Bello spunto. Non conosco il Messiah ma ho un incentivo a colmare la lacuna! Ho cantato in un coro e ho amato molto i concerti natalizi in cui abbiamo eseguito repertori più o meno classici e conosciuti e posso confermare che sì, nelle chiese fa un freddo tremendo. A volte, alla fine del concerto, mi chiedevo come avrei fatto ad andare via perché non sentivo più i piedi, diventati dei blocchi gelidi e insensibili. Una volta, in una chiesa in Austria, per gli spettatori c'era un tubo pressoché incandescente per scaldare i piedi, vicino al poggiapiedi.

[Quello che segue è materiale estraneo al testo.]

//! Feed retrieval and parsing.
//!
//! Turns a feed location (http(s) URL, `file://` URL or local path) into a list of
//! [`FeedEntry`] values. Both RSS 2.0 and Atom are supported; RSS is tried first.
//! Entries are kept in document order and carry their timestamp with the offset
//! the feed used, so later stages can normalise it themselves.

use crate::config::Config;
use crate::error::{Error, FeedError, Result};
use chrono::{DateTime, FixedOffset};
use std::path::PathBuf;
use tracing::{debug, info};
use url::Url;

/// A media reference attached to a feed entry
#[derive(Clone, Debug, PartialEq, Eq)]
pub struct Enclosure {
    /// Media URL as written in the feed
    pub url: String,

    /// Declared content type (empty when the feed omits it)
    pub mime_type: String,

    /// Declared length in bytes, if present and numeric
    pub length: Option<u64>,
}

/// One entry of a parsed feed
#[derive(Clone, Debug, PartialEq, Eq)]
pub struct FeedEntry {
    /// Entry title
    pub title: String,

    /// Entry description or summary
    pub description: Option<String>,

    /// Publish/update time with the feed's own offset
    pub updated: Option<DateTime<FixedOffset>>,

    /// Attached media, in document order
    pub enclosures: Vec<Enclosure>,
}

/// Where a feed is read from
#[derive(Clone, Debug, PartialEq, Eq)]
pub enum FeedSource {
    /// Remote feed fetched over HTTP(S)
    Http(Url),
    /// Local feed file
    File(PathBuf),
}

impl FeedSource {
    /// Classify a feed location given on the command line or in a config file
    pub fn parse(source: &str) -> Result<Self> {
        match Url::parse(source) {
            Ok(url) => match url.scheme() {
                "http" | "https" => Ok(FeedSource::Http(url)),
                "file" => url.to_file_path().map(FeedSource::File).map_err(|()| {
                    invalid_source(source, "file URL does not name a local path")
                }),
                // Windows drive letters parse as one-letter schemes
                scheme if scheme.len() == 1 => Ok(FeedSource::File(PathBuf::from(source))),
                scheme => Err(invalid_source(
                    source,
                    &format!("unsupported scheme '{scheme}'"),
                )),
            },
            // Anything that is not an absolute URL is treated as a path
            Err(url::ParseError::RelativeUrlWithoutBase) => {
                Ok(FeedSource::File(PathBuf::from(source)))
            }
            Err(e) => Err(invalid_source(source, &e.to_string())),
        }
    }
}

fn invalid_source(source: &str, reason: &str) -> Error {
    Error::Feed(FeedError::InvalidSource {
        source_str: source.to_string(),
        reason: reason.to_string(),
    })
}

/// Fetches and parses feeds
pub struct FeedReader {
    /// HTTP client for fetching remote feeds
    http_client: reqwest::Client,
}

impl FeedReader {
    /// Create a feed reader using the HTTP settings from `config`
    ///
    /// # Errors
    /// Returns error if the HTTP client cannot be created
    pub fn new(config: &Config) -> Result<Self> {
        let http_client = reqwest::Client::builder()
            .connect_timeout(config.request_timeout)
            .user_agent(config.user_agent.clone())
            .build()
            .map_err(|e| Error::Other(format!("Failed to create HTTP client: {}", e)))?;

        Ok(Self { http_client })
    }

    /// Fetch a feed and parse its entries
    ///
    /// # Errors
    /// Returns error if:
    /// - the source cannot be read (HTTP failure, missing file)
    /// - the content is neither RSS nor Atom
    pub async fn read(&self, source: &FeedSource) -> Result<Vec<FeedEntry>> {
        info!(source = ?source, "parsing feed");
        let content = match source {
            FeedSource::Http(url) => self.fetch_remote(url).await?,
            FeedSource::File(path) => tokio::fs::read_to_string(path).await.map_err(|e| {
                Error::Feed(FeedError::FetchFailed {
                    url: path.display().to_string(),
                    reason: e.to_string(),
                })
            })?,
        };

        let entries = parse_feed(&content)?;
        info!("found {} feed entries", entries.len());
        Ok(entries)
    }

    async fn fetch_remote(&self, url: &Url) -> Result<String> {
        let fetch_failed = |reason: String| {
            Error::Feed(FeedError::FetchFailed {
                url: url.to_string(),
                reason,
            })
        };

        let response = self
            .http_client
            .get(url.clone())
            .send()
            .await
            .map_err(|e| fetch_failed(e.to_string()))?;

        // Check HTTP status before trying to parse the response body
        let status = response.status();
        if !status.is_success() {
            return Err(fetch_failed(format!("HTTP {}", status.as_u16())));
        }

        response.text().await.map_err(|e| fetch_failed(e.to_string()))
    }
}

/// Parse raw feed content, trying RSS first and Atom second
pub fn parse_feed(content: &str) -> Result<Vec<FeedEntry>> {
    match parse_as_rss(content) {
        Ok(entries) => {
            debug!("Successfully parsed as RSS, found {} entries", entries.len());
            Ok(entries)
        }
        Err(rss_err) => {
            debug!("Failed to parse as RSS: {}, trying Atom", rss_err);
            match parse_as_atom(content) {
                Ok(entries) => {
                    debug!("Successfully parsed as Atom, found {} entries", entries.len());
                    Ok(entries)
                }
                Err(atom_err) => Err(Error::Feed(FeedError::Parse {
                    rss: rss_err,
                    atom: atom_err,
                })),
            }
        }
    }
}

/// Parse feed content as RSS
fn parse_as_rss(content: &str) -> std::result::Result<Vec<FeedEntry>, String> {
    let channel = content
        .parse::<rss::Channel>()
        .map_err(|e| format!("RSS parse error: {}", e))?;

    let entries = channel
        .items()
        .iter()
        .map(|item| {
            // pubDate should be RFC 2822, some feeds put RFC 3339 there
            let updated = item.pub_date().and_then(parse_timestamp);

            let enclosures = item
                .enclosure()
                .map(|enc| Enclosure {
                    url: enc.url().trim().to_string(),
                    mime_type: enc.mime_type().trim().to_string(),
                    length: enc.length().trim().parse::<u64>().ok(),
                })
                .into_iter()
                .collect();

            FeedEntry {
                title: item.title().unwrap_or("").to_string(),
                description: item.description().map(|d| d.to_string()),
                updated,
                enclosures,
            }
        })
        .collect();

    Ok(entries)
}

/// Parse feed content as Atom
fn parse_as_atom(content: &str) -> std::result::Result<Vec<FeedEntry>, String> {
    let feed = atom_syndication::Feed::read_from(content.as_bytes())
        .map_err(|e| format!("Atom parse error: {}", e))?;

    let entries = feed
        .entries()
        .iter()
        .map(|entry| {
            // Publication date (prefer published, fallback to updated)
            let updated = entry
                .published()
                .or_else(|| Some(entry.updated()))
                .and_then(|dt| DateTime::parse_from_rfc3339(&dt.to_rfc3339()).ok());

            let enclosures = entry
                .links()
                .iter()
                .filter(|link| link.rel() == "enclosure")
                .map(|link| Enclosure {
                    url: link.href().trim().to_string(),
                    mime_type: link.mime_type().unwrap_or("").trim().to_string(),
                    length: link.length().and_then(|l| l.trim().parse::<u64>().ok()),
                })
                .collect();

            // Description from summary or content
            let description = entry.summary().map(|s| s.as_str().to_string()).or_else(|| {
                entry
                    .content()
                    .and_then(|c| c.value().map(|v| v.to_string()))
            });

            FeedEntry {
                title: entry.title().as_str().to_string(),
                description,
                updated,
                enclosures,
            }
        })
        .collect();

    Ok(entries)
}

/// Parse an RFC 2822 or RFC 3339 timestamp, keeping its offset
pub fn parse_timestamp(value: &str) -> Option<DateTime<FixedOffset>> {
    let value = value.trim();
    DateTime::parse_from_rfc2822(value)
        .or_else(|_| DateTime::parse_from_rfc3339(value))
        .ok()
}
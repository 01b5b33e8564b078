//! Pure rate estimators over a progress sample history.
//!
//! Every function here takes the history (and, where needed, the running
//! statistics) by reference and returns a rate in units of work per second, or
//! `None` when the rate is undefined. Nothing in this module touches a clock.

/// One observation: seconds since the transfer started and cumulative work done
#[derive(Clone, Copy, Debug, PartialEq)]
pub struct Sample {
    /// Seconds since the estimator's origin
    pub elapsed: f64,
    /// Cumulative work (bytes) at that moment
    pub work: f64,
}

impl Sample {
    /// Build a sample
    pub fn new(elapsed: f64, work: f64) -> Self {
        Self { elapsed, work }
    }
}

/// Minimum spacing, in seconds, between the two newest retained samples
pub const MIN_SAMPLE_SPACING_SECS: f64 = 1.0;

/// Whether a sample taken at `elapsed` replaces the newest stored sample
/// instead of being appended
///
/// Replaces when the timestamp equals the newest one, or when the two newest
/// stored samples are less than [`MIN_SAMPLE_SPACING_SECS`] apart.
pub fn should_replace(history: &[Sample], elapsed: f64) -> bool {
    match history {
        [] => false,
        [only] => only.elapsed == elapsed,
        [.., previous, last] => {
            last.elapsed == elapsed || last.elapsed - previous.elapsed < MIN_SAMPLE_SPACING_SECS
        }
    }
}

/// Rate between two samples; undefined for zero or negative time or work deltas
pub fn rate_between(from: &Sample, to: &Sample) -> Option<f64> {
    let delta_time = to.elapsed - from.elapsed;
    let delta_work = to.work - from.work;
    if delta_time <= 0.0 || delta_work <= 0.0 {
        return None;
    }
    let rate = delta_work / delta_time;
    rate.is_finite().then_some(rate)
}

/// Index of the oldest sample the windowed estimator still needs
///
/// Drops leading samples as long as the work done since the *next* sample
/// still exceeds the remaining work, i.e. keeps only enough trailing history to
/// cover the work that is left. With an unknown total the whole history is kept.
pub fn window_start(history: &[Sample], total: Option<f64>) -> usize {
    let (Some(total), Some(last)) = (total, history.last()) else {
        return 0;
    };
    let remaining = total - last.work;

    let mut start = 0;
    while start + 1 < history.len() && last.work - history[start + 1].work > remaining {
        start += 1;
    }
    start
}

/// Windowed-rate estimator: rate over the trailing window covering the remaining work
///
/// Undefined with fewer than two samples.
pub fn windowed_rate(history: &[Sample], total: Option<f64>) -> Option<f64> {
    if history.len() < 2 {
        return None;
    }
    let start = window_start(history, total);
    rate_between(&history[start], history.last()?)
}

/// Overall-average estimator: work since `origin` divided by time since `origin`
pub fn average_rate(origin: &Sample, history: &[Sample]) -> Option<f64> {
    if history.len() < 2 {
        return None;
    }
    rate_between(origin, history.last()?)
}

/// Running statistics of time-per-unit-work between consecutive retained samples
#[derive(Clone, Copy, Debug, Default, PartialEq)]
pub struct PessimistStats {
    sum: f64,
    sum_squares: f64,
    count: u32,
}

impl PessimistStats {
    /// Fold in the pair `(earlier, later)`
    ///
    /// Pairs without forward progress in both time and work are ignored.
    pub fn record(&mut self, earlier: &Sample, later: &Sample) {
        let delta_time = later.elapsed - earlier.elapsed;
        let delta_work = later.work - earlier.work;
        if delta_time <= 0.0 || delta_work <= 0.0 {
            return;
        }
        let secs_per_unit = delta_time / delta_work;
        self.sum += secs_per_unit;
        self.sum_squares += secs_per_unit * secs_per_unit;
        self.count += 1;
    }

    /// Number of recorded pairs
    pub fn count(&self) -> u32 {
        self.count
    }

    /// Mean seconds per unit of work
    pub fn mean(&self) -> Option<f64> {
        (self.count > 0).then(|| self.sum / f64::from(self.count))
    }

    /// Population standard deviation of seconds per unit of work
    pub fn std_dev(&self) -> Option<f64> {
        let mean = self.mean()?;
        // Rounding can push the variance of near-identical values below zero
        let variance = (self.sum_squares / f64::from(self.count) - mean * mean).max(0.0);
        Some(variance.sqrt())
    }

    /// `1 / (mean + std_dev * percent / 100)`
    pub fn rate(&self, percent_complete: f64) -> Option<f64> {
        let denominator = self.mean()? + self.std_dev()? * percent_complete / 100.0;
        if denominator <= 0.0 {
            return None;
        }
        let rate = 1.0 / denominator;
        rate.is_finite().then_some(rate)
    }
}

/// Pessimistic estimator
///
/// Assumes each remaining unit takes the mean time per unit plus one standard
/// deviation, scaled by how far along the work is. Falls back to
/// [`average_rate`] with fewer than three samples or no usable statistics.
pub fn pessimistic_rate(
    origin: &Sample,
    history: &[Sample],
    stats: &PessimistStats,
    percent_complete: Option<f64>,
) -> Option<f64> {
    if history.len() < 3 {
        return average_rate(origin, history);
    }
    stats
        .rate(percent_complete.unwrap_or(0.0))
        .or_else(|| average_rate(origin, history))
}

/// Unweighted mean of the available estimates
pub fn blend(windowed: Option<f64>, pessimistic: Option<f64>) -> Option<f64> {
    match (windowed, pessimistic) {
        (Some(a), Some(b)) => Some((a + b) / 2.0),
        (Some(rate), None) | (None, Some(rate)) => Some(rate),
        (None, None) => None,
    }
}
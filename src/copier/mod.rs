//! Streaming an enclosure to a local file.
//!
//! [`StreamCopier`] reads a [`Payload`] in fixed-size chunks and writes it to a
//! target that must not exist yet. Each chunk advances a [`ProgressEstimator`];
//! a separate reporter task logs the latest snapshot on a fixed interval. On any
//! failure, cancellation included, the partial target is removed before the
//! error is returned.

use crate::config::Config;
use crate::error::{Error, Result, TransferError};
use crate::progress::{ProgressEstimator, ProgressSnapshot};
use crate::transport::{Payload, Transport};
use crate::utils::{format_bytes, get_available_space};
use std::path::Path;
use std::sync::Arc;
use std::time::Duration;
use tokio::io::{AsyncRead, AsyncReadExt, AsyncWriteExt};
use tokio::sync::watch;
use tokio_util::sync::CancellationToken;
use tracing::{debug, info, warn};

/// Result of a copy that did not fail
#[derive(Clone, Copy, Debug, PartialEq, Eq)]
pub enum CopyOutcome {
    /// The target was written
    Completed {
        /// Bytes written
        bytes: u64,
    },
    /// The target already existed and was left untouched
    Skipped,
}

/// Why the copy loop stopped early
enum Failure {
    Io(std::io::Error),
    Interrupted,
}

/// Copies payloads to disk with progress reporting
pub struct StreamCopier {
    transport: Arc<dyn Transport>,
    chunk_size: usize,
    report_interval: Duration,
    check_disk_space: bool,
}

impl StreamCopier {
    /// Create a copier reading through `transport`
    pub fn new(transport: Arc<dyn Transport>, config: &Config) -> Self {
        Self {
            transport,
            chunk_size: config.chunk_size.max(1),
            report_interval: config.report_interval,
            check_disk_space: config.check_disk_space,
        }
    }

    /// Open `url` and copy it to `target`
    ///
    /// An existing target is skipped before the source is opened.
    ///
    /// # Errors
    /// Transport errors, plus everything [`copy`](Self::copy) returns
    pub async fn fetch(
        &self,
        url: &str,
        target: &Path,
        cancel: &CancellationToken,
    ) -> Result<CopyOutcome> {
        if tokio::fs::try_exists(target).await.unwrap_or(false) {
            warn!(path = %target.display(), "target already exists, skipping");
            return Ok(CopyOutcome::Skipped);
        }

        let payload = tokio::select! {
            biased;
            _ = cancel.cancelled() => {
                return Err(TransferError::Interrupted {
                    target: target.to_path_buf(),
                }
                .into());
            }
            payload = self.transport.open(url) => payload?,
        };
        self.copy(url, payload, target, cancel).await
    }

    /// Copy an opened payload to `target`
    ///
    /// `url` only labels errors and log lines.
    ///
    /// # Errors
    /// - [`TransferError::Fault`] on an I/O error while reading or writing
    /// - [`TransferError::Interrupted`] when `cancel` fires mid-copy
    /// - [`TransferError::InsufficientSpace`] when the declared length does not fit
    ///
    /// The partial target is removed in each case.
    pub async fn copy(
        &self,
        url: &str,
        payload: Payload,
        target: &Path,
        cancel: &CancellationToken,
    ) -> Result<CopyOutcome> {
        let Payload { length, mut reader } = payload;

        // create_new makes the existence check and the creation one step
        let file = match tokio::fs::OpenOptions::new()
            .write(true)
            .create_new(true)
            .open(target)
            .await
        {
            Ok(file) => file,
            Err(e) if e.kind() == std::io::ErrorKind::AlreadyExists => {
                warn!(path = %target.display(), "target already exists, skipping");
                return Ok(CopyOutcome::Skipped);
            }
            Err(e) => {
                return Err(TransferError::Fault {
                    url: url.to_string(),
                    target: target.to_path_buf(),
                    source: e,
                }
                .into());
            }
        };

        if let Some(required) = length
            && self.check_disk_space
            && let Err(e) = ensure_space(target, required)
        {
            drop(file);
            remove_partial(target, &e).await;
            return Err(e);
        }

        let label = target
            .file_name()
            .map(|name| name.to_string_lossy().into_owned())
            .unwrap_or_else(|| target.display().to_string());
        info!(file = %label, url = %url, size = ?length, "starting transfer");

        let mut progress = ProgressEstimator::new(length);
        let (progress_tx, progress_rx) = watch::channel(progress.snapshot());
        let reporter_token = cancel.child_token();
        let reporter = spawn_progress_reporter(ProgressReporterParams {
            label: label.clone(),
            interval: self.report_interval,
            progress: progress_rx,
            cancel_token: reporter_token.clone(),
        });

        let result = self
            .stream(&mut reader, file, &mut progress, &progress_tx, cancel)
            .await;

        reporter_token.cancel();
        if let Err(e) = reporter.await {
            debug!(error = %e, "progress reporter ended abnormally");
        }

        match result {
            Ok(bytes) => {
                info!(
                    file = %label,
                    size = %format_bytes(bytes),
                    elapsed_secs = progress.elapsed_secs(),
                    rate = %format!("{}/s", format_bytes(progress.overall_rate() as u64)),
                    "transfer complete"
                );
                Ok(CopyOutcome::Completed { bytes })
            }
            Err(failure) => {
                let error = match failure {
                    Failure::Io(source) => Error::Transfer(TransferError::Fault {
                        url: url.to_string(),
                        target: target.to_path_buf(),
                        source,
                    }),
                    Failure::Interrupted => Error::Transfer(TransferError::Interrupted {
                        target: target.to_path_buf(),
                    }),
                };
                remove_partial(target, &error).await;
                Err(error)
            }
        }
    }

    /// Chunked read/write loop; the file is closed when this returns
    async fn stream(
        &self,
        reader: &mut Box<dyn AsyncRead + Unpin + Send>,
        mut file: tokio::fs::File,
        progress: &mut ProgressEstimator,
        progress_tx: &watch::Sender<ProgressSnapshot>,
        cancel: &CancellationToken,
    ) -> std::result::Result<u64, Failure> {
        let mut buffer = vec![0u8; self.chunk_size];
        let mut written: u64 = 0;

        loop {
            let read = tokio::select! {
                biased;
                _ = cancel.cancelled() => return Err(Failure::Interrupted),
                read = reader.read(&mut buffer) => read.map_err(Failure::Io)?,
            };
            if read == 0 {
                break;
            }

            tokio::select! {
                biased;
                _ = cancel.cancelled() => return Err(Failure::Interrupted),
                res = file.write_all(&buffer[..read]) => res.map_err(Failure::Io)?,
            }

            written += read as u64;
            progress.add(read as u64);
            progress_tx.send_replace(progress.snapshot());
        }

        file.flush().await.map_err(Failure::Io)?;
        Ok(written)
    }
}

/// Refuse transfers whose declared size exceeds the free space next to `target`
fn ensure_space(target: &Path, required: u64) -> Result<()> {
    let dir = match target.parent() {
        Some(parent) if !parent.as_os_str().is_empty() => parent,
        _ => Path::new("."),
    };

    match get_available_space(dir) {
        Ok(available) if available < required => {
            Err(TransferError::InsufficientSpace {
                required,
                available,
            }
            .into())
        }
        Ok(_) => Ok(()),
        Err(e) => {
            warn!(path = %dir.display(), error = %e, "could not query free disk space, continuing");
            Ok(())
        }
    }
}

async fn remove_partial(target: &Path, cause: &Error) {
    match tokio::fs::remove_file(target).await {
        Ok(()) => warn!(path = %target.display(), error = %cause, "removed partial download"),
        Err(e) if e.kind() == std::io::ErrorKind::NotFound => {}
        Err(e) => warn!(
            path = %target.display(),
            error = %e,
            cause = %cause,
            "failed to remove partial download"
        ),
    }
}

/// Parameters for spawning a progress reporter background task
pub(crate) struct ProgressReporterParams {
    /// Name shown in report lines
    pub label: String,
    /// Time between reports
    pub interval: Duration,
    /// Latest snapshot published by the copy loop
    pub progress: watch::Receiver<ProgressSnapshot>,
    /// Stops the reporter
    pub cancel_token: CancellationToken,
}

/// Spawn a background task that periodically logs transfer progress.
///
/// The first report is emitted one interval after the start.
pub(crate) fn spawn_progress_reporter(
    params: ProgressReporterParams,
) -> tokio::task::JoinHandle<()> {
    let ProgressReporterParams {
        label,
        interval,
        progress,
        cancel_token,
    } = params;
    tokio::spawn(async move {
        let start = tokio::time::Instant::now() + interval;
        let mut ticker = tokio::time::interval_at(start, interval);
        ticker.set_missed_tick_behavior(tokio::time::MissedTickBehavior::Skip);

        loop {
            tokio::select! {
                _ = ticker.tick() => {
                    let snapshot = *progress.borrow();
                    info!(
                        target: "vodcast_dl::progress",
                        file = %label,
                        "{}",
                        format_progress(&snapshot)
                    );
                }
                _ = cancel_token.cancelled() => {
                    break;
                }
            }
        }
    })
}

/// Render a snapshot as `42.0% [410/977 kb]. eta 3s (120kb/s)`
///
/// Unknown values are shown as `?`.
pub fn format_progress(snapshot: &ProgressSnapshot) -> String {
    let done_kb = snapshot.completed as f64 / 1024.0;
    let percent = snapshot
        .percent
        .map_or_else(|| "?".to_string(), |p| format!("{p:.1}"));
    let total_kb = snapshot
        .total
        .map_or_else(|| "?".to_string(), |t| format!("{:.0}", t as f64 / 1024.0));
    let eta = snapshot
        .eta_seconds()
        .map_or_else(|| "?".to_string(), |eta| format!("{}", eta.round() as u64));
    let rate_kb = snapshot
        .rate
        .map_or_else(|| "?".to_string(), |r| format!("{}", (r / 1024.0) as u64));

    format!("{percent}% [{done_kb:.0}/{total_kb} kb]. eta {eta}s ({rate_kb}kb/s)")
}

Era così caldo che ad alcuni spettatori amici si sono parzialmente fuse le suole, mentre noi che cantavamo vedevamo il nostro fiato condensarsi in suggestive nuvolette bianche e i nostri piedi perdere sensibilità. Una volta abbiamo cantato in grotta, c'erano 10 gradi e ci pareva quasi caldo.
Apprezzo tantissimo questi post natalizi, mi stanno facendo pensare e ricordare e mi piace sempre come scrivi!
Paola

dolcezzedimamma ha detto...

Penso che Händel valga i piedi freddi…
Che belli questi tuoi post!

Kukuviza ha detto...

Devo sentirlo almeno una volta tutto per intero. Magari non in chiesa in inverno. A proposito una volta avevo letto che dei cantori si erano intossicati per via di alcune stufette che avevano utilizzato per scaldarsi... Motivo in più per fare a Pasqua! Mitici cmq i cantori inglesi bluastri!

Murasaki ha detto...

@ Paola:
Ti ringrazio per la testimonianza di addetta ai lavori. Il lavoro dei coristi è spesso sottovalutato o misconosciuto, ma è un bellissimo universo quando impari a conoscerlo, e nella musica sacra il loro contributo è davvero grande, e in effetti gran parte del lavoro lo fanno loro.
I concerti di Natale in chiesa sono sempre una bella prova di carattere, ma che dire di quelli all'aperto a Capodanno? Cantare in una grotta a 10 gradi diventa una passeggiata.
Ma per chi canta e per chi ascolta, a parte il freddo, resta il ricordo di un'esperienza davvero speciale, e quindi onore ai coristi che rischiano il congelamento (ma anche agli spettatori che altrettanto lo rischiano).

@ Dolcezze:
Certamente che li vale! Ma col freddo è tutto più complicato, compresa l'accordatura degli strumenti filologici. A Pasqua è tutto molto più comodo. E secondo me il Messiah è più natalizio che pasquale.

@ Kuku:
Ssì, le stufette, mi pare soprattutto quelle a kerosene, presentano (o forse presentavano) dei rischi in quel senso, anche se nelle chiese così alte pensavo che il rischio fosse minimo.